[[ DATA FOR THIS EXERCISE open ]]

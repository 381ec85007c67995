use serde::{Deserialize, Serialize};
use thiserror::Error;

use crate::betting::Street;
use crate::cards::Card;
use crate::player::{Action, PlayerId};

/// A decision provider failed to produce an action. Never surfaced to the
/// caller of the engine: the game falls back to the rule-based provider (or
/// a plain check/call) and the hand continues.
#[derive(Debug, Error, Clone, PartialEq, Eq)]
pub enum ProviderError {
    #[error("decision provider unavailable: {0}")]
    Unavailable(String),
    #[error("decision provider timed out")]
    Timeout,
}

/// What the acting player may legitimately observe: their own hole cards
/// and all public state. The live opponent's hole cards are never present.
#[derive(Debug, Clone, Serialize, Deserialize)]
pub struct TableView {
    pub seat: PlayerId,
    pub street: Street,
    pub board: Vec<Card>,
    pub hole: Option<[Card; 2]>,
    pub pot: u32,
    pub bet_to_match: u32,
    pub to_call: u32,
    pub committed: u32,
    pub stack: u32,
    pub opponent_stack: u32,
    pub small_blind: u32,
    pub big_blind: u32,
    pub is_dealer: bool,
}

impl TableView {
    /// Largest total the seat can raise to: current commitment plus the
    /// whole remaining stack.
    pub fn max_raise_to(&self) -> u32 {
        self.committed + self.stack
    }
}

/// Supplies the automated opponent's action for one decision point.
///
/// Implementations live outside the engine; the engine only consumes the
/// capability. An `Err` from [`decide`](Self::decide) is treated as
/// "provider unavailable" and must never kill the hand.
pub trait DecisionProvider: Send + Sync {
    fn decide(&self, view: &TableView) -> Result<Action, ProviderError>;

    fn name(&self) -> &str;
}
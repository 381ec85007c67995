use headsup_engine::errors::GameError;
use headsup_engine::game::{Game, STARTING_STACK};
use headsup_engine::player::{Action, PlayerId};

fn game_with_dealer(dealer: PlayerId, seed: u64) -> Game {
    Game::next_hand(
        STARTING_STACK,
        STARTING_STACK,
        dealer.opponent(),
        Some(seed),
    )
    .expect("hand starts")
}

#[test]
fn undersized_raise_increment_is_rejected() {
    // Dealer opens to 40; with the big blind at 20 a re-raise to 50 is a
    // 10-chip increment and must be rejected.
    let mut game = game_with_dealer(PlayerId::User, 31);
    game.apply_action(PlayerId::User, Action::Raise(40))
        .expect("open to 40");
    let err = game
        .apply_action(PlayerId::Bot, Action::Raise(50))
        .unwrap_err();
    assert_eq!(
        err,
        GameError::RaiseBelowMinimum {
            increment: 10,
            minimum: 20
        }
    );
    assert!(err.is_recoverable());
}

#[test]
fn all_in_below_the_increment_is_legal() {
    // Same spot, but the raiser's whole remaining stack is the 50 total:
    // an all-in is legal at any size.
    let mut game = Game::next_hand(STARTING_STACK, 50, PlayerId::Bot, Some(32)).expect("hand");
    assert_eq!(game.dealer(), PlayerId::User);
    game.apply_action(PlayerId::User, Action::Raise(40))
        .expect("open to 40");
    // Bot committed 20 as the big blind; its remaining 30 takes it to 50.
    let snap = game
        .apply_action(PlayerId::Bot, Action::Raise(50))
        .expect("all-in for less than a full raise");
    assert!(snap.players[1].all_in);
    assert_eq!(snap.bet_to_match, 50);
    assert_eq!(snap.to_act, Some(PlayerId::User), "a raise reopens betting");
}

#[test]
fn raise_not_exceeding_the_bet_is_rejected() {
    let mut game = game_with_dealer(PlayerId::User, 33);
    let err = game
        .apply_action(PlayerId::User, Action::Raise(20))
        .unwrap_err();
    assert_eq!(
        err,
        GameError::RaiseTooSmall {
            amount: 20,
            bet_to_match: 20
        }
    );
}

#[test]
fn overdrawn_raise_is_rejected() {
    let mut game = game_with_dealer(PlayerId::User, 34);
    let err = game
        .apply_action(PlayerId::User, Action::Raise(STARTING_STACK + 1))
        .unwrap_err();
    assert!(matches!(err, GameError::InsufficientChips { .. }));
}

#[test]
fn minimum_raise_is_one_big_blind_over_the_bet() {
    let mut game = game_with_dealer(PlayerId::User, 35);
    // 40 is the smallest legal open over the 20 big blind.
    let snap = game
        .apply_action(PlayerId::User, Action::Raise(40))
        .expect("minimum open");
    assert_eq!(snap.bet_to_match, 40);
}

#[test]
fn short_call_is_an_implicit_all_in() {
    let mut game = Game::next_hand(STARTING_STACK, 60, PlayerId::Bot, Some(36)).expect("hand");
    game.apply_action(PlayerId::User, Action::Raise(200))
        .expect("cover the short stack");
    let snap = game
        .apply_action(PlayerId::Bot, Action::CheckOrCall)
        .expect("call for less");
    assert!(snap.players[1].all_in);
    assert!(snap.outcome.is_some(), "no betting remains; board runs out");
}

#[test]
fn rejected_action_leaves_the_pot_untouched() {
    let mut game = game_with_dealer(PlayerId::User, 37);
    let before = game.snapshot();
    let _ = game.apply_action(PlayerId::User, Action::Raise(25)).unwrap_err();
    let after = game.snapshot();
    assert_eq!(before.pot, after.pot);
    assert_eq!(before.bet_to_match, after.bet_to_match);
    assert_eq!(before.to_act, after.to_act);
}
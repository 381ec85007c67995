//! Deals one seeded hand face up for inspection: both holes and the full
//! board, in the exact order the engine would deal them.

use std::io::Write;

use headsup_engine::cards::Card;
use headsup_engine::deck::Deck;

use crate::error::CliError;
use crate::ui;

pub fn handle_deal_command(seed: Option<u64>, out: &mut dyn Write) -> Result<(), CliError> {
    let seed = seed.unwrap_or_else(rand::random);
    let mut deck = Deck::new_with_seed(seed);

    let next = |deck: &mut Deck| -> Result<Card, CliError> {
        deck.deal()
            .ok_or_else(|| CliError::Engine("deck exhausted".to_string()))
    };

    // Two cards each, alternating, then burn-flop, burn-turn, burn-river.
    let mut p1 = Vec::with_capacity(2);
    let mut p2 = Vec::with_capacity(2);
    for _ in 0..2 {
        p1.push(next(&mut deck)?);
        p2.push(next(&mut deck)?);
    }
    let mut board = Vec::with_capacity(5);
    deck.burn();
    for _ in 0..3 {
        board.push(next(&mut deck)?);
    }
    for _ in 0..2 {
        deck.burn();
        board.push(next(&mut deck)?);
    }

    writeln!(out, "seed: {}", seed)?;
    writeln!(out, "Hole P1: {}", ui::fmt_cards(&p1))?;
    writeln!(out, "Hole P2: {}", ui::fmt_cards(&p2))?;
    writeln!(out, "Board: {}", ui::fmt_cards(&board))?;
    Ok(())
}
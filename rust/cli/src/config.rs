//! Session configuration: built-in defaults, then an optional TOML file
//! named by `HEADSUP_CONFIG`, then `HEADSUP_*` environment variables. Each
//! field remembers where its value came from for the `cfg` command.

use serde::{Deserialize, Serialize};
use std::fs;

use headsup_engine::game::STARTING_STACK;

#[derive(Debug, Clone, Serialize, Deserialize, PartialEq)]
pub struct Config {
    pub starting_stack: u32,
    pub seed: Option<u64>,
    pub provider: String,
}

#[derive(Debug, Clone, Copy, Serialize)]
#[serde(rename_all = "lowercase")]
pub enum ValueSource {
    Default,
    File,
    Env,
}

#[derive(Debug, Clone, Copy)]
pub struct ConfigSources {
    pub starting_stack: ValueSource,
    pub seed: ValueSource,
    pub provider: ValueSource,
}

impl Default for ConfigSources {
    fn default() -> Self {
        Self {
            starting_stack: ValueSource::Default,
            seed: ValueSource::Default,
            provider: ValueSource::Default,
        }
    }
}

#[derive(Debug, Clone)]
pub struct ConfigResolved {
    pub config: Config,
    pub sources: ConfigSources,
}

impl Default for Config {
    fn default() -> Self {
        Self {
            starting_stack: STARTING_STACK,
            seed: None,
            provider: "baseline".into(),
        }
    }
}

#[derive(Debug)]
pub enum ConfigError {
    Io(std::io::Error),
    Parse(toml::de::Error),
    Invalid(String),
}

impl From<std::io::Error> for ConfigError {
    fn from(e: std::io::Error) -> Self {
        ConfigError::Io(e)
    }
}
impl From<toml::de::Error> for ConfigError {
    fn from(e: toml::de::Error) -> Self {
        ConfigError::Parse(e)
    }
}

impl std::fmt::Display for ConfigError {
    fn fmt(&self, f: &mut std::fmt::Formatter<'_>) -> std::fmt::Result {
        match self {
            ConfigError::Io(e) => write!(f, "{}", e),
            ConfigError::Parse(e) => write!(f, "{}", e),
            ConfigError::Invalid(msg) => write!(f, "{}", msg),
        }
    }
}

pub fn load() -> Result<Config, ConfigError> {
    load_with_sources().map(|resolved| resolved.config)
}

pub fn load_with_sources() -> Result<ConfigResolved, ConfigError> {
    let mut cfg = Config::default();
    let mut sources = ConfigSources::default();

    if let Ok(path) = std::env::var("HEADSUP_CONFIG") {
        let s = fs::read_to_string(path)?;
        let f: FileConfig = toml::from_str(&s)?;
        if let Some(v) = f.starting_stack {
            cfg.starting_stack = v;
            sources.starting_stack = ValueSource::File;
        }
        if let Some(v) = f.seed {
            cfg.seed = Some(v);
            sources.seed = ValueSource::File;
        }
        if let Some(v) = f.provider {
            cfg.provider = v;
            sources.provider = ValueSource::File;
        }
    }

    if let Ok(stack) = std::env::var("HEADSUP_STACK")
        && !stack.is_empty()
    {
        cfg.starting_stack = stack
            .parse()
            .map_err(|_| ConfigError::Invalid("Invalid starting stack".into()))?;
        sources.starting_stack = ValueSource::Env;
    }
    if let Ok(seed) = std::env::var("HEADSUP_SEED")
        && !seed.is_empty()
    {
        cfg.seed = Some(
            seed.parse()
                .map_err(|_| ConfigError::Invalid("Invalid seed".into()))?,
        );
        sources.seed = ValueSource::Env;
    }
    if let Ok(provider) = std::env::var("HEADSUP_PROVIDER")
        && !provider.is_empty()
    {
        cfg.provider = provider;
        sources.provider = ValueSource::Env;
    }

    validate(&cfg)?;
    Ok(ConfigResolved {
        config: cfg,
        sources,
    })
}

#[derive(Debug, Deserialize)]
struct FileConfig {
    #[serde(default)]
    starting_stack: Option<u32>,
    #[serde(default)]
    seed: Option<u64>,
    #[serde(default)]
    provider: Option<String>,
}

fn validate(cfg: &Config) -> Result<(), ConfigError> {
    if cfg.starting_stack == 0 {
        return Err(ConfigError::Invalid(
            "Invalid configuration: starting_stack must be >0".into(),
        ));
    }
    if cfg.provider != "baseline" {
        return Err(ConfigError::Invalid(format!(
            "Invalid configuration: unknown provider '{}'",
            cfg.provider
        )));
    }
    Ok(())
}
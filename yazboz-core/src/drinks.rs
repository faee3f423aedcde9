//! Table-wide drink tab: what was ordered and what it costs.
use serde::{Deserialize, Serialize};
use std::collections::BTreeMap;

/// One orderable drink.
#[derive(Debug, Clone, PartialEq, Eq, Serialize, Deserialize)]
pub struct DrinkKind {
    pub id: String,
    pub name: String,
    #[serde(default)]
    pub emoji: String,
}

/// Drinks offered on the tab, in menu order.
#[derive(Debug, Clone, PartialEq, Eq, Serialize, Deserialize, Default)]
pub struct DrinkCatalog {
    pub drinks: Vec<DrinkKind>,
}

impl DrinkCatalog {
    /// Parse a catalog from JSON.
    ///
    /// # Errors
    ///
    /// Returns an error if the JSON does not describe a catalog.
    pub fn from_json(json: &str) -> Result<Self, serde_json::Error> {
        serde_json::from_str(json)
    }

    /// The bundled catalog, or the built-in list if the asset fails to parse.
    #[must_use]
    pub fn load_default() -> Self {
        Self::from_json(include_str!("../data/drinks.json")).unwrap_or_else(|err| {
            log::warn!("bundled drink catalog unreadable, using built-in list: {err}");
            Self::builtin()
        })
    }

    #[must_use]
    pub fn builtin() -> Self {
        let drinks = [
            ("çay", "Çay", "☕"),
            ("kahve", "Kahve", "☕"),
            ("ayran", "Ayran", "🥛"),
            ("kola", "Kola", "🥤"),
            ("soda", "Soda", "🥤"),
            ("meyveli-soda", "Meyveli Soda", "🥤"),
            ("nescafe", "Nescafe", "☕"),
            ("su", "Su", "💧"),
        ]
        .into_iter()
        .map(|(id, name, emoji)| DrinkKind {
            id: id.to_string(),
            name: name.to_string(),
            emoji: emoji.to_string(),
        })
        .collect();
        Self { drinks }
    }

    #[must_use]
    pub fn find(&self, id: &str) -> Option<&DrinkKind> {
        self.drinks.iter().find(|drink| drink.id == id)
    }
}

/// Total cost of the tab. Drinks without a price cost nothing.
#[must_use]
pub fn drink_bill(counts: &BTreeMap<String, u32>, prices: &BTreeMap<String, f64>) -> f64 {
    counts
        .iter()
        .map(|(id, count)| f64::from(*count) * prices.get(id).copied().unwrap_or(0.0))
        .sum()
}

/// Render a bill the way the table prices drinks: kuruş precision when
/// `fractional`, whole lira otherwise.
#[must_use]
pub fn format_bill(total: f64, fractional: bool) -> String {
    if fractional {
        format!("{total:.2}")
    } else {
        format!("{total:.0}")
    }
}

[[ DATA FOR THIS EXERCISE closed ]]

WORK ITEM:
Find each line above that contains "after", and copy those lines.

ANSWER TO THE EXERCISE:
    let after = game.snapshot();
    assert_eq!(before.pot, after.pot);
    assert_eq!(before.bet_to_match, after.bet_to_match);
    assert_eq!(before.to_act, after.to_act);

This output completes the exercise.